DAVAO CITY (MindaNews / 15 January) – The Sustainable Davao Movement has called on the Senate to investigate the implementation of the Samal Island-Davao City Connector (SIDC) project due to the ties of the government’s winning contractor, China Road and Bridge Corporation (CRBC), to the China Communications Construction Company Limited (CCCC), which the United States government blacklisted in 2020.
Mylai Santos, director of the Ecoteneo, the advocacy group for environmental protection and conservation of Ateneo de Davao University, said in a phone interview on Monday that the Senate should also look into the SIDC, also known as the Samal-Davao bridge project, because the CRBC is a subsidiary of CCCC, the state-owned and controlled company tapped to undertake the controversial reclamation project at the Manila Bay.
“The Senate was busy looking into the CCCC and the Manila Bay reclamation when the CRBC which is behind the Samal-Davao bridge project is also its subsidiary company,” she said.
CCCC was among dozens of Chinese firms the United States blacklisted in 2020 for its role in helping the Chinese military construct and militarize artificial islands in the South China Sea, most of which China claims as its own, newswire agency Reuters reported on August 2, 2023.
On its Linkedin profile, the CRBC describes itself as “an important carrier, window and platform of CCCC’s overseas businesses” and focuses on the contracting of projects such as “roads, bridges, ports, railways, airports, tunnels, water conservancy projects, municipal works and dredging works both at home and abroad.”
“It was in that context why we are calling for an investigation. It was made at the height of the issue on the CCCC which is behind the Manila Bay Reclamation Project.

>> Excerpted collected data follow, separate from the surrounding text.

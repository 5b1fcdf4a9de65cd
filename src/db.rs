use crate::config::AppConfig;
use crate::errors::ServiceError;
use sea_orm::{ConnectOptions, Database, DatabaseConnection};
use sea_orm_migration::MigratorTrait;
use std::time::Duration;
use tracing::{debug, info};

/// Type alias for a database connection pool
pub type DbPool = DatabaseConnection;

/// Configuration for the database connection
#[derive(Debug, Clone)]
pub struct DbConfig {
    pub url: String,
    pub max_connections: u32,
    pub min_connections: u32,
    pub connect_timeout: Duration,
    pub idle_timeout: Duration,
    pub acquire_timeout: Duration,
}

impl Default for DbConfig {
    fn default() -> Self {
        Self {
            url: String::new(),
            max_connections: 10,
            min_connections: 1,
            connect_timeout: Duration::from_secs(30),
            idle_timeout: Duration::from_secs(600),
            acquire_timeout: Duration::from_secs(8),
        }
    }
}

impl From<&AppConfig> for DbConfig {
    fn from(cfg: &AppConfig) -> Self {
        Self {
            url: cfg.database_url.clone(),
            max_connections: cfg.db_max_connections,
            min_connections: cfg.db_min_connections,
            connect_timeout: Duration::from_secs(cfg.db_connect_timeout_secs),
            idle_timeout: Duration::from_secs(cfg.db_idle_timeout_secs),
            acquire_timeout: Duration::from_secs(cfg.db_acquire_timeout_secs),
        }
    }
}

/// Establishes a connection pool using pool settings from the app config.
pub async fn establish_connection_from_app_config(cfg: &AppConfig) -> Result<DbPool, ServiceError> {
    establish_connection_with_config(&DbConfig::from(cfg)).await
}

/// Establishes a connection pool to the database.
pub async fn establish_connection(database_url: &str) -> Result<DbPool, ServiceError> {
    let config = DbConfig {
        url: database_url.to_string(),
        ..Default::default()
    };
    establish_connection_with_config(&config).await
}

/// Establishes a connection pool with custom configuration.
pub async fn establish_connection_with_config(config: &DbConfig) -> Result<DbPool, ServiceError> {
    debug!("Configuring database connection with: {:?}", config);

    let mut opt = ConnectOptions::new(config.url.clone());
    opt.max_connections(config.max_connections)
        .min_connections(config.min_connections)
        .connect_timeout(config.connect_timeout)
        .acquire_timeout(config.acquire_timeout)
        .idle_timeout(config.idle_timeout)
        .sqlx_logging(false);

    let pool = Database::connect(opt).await?;
    info!(
        "Database connection pool established (max_connections={})",
        config.max_connections
    );
    Ok(pool)
}

/// Runs all pending migrations.
pub async fn run_migrations(db: &DatabaseConnection) -> Result<(), ServiceError> {
    info!("Running database migrations");
    crate::migrator::Migrator::up(db, None).await?;
    info!("Database migrations complete");
    Ok(())
}
pub mod cart;
pub mod catalog;
pub mod pricing;
pub mod sales;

It is the mother company of CRBC,” she said.
Last year, President Ferdinand Marcos Jr. suspended the reclamation project at the Manila Bay following growing calls for its suspension.
Santos said she hopes that the environmental concerns on the implementation of the SIDC project would be given as much attention as did the Senate to Manila Bay and the West Philippine Sea because “we’re talking about the same company.”
The SIDC costs P23 billion, P19.3 billion of which comes from a loan from the Chinese government.
On October 27, 2022, Marcos led the groundbreaking of the SIDC project, which his administration eyes to finish by 2027.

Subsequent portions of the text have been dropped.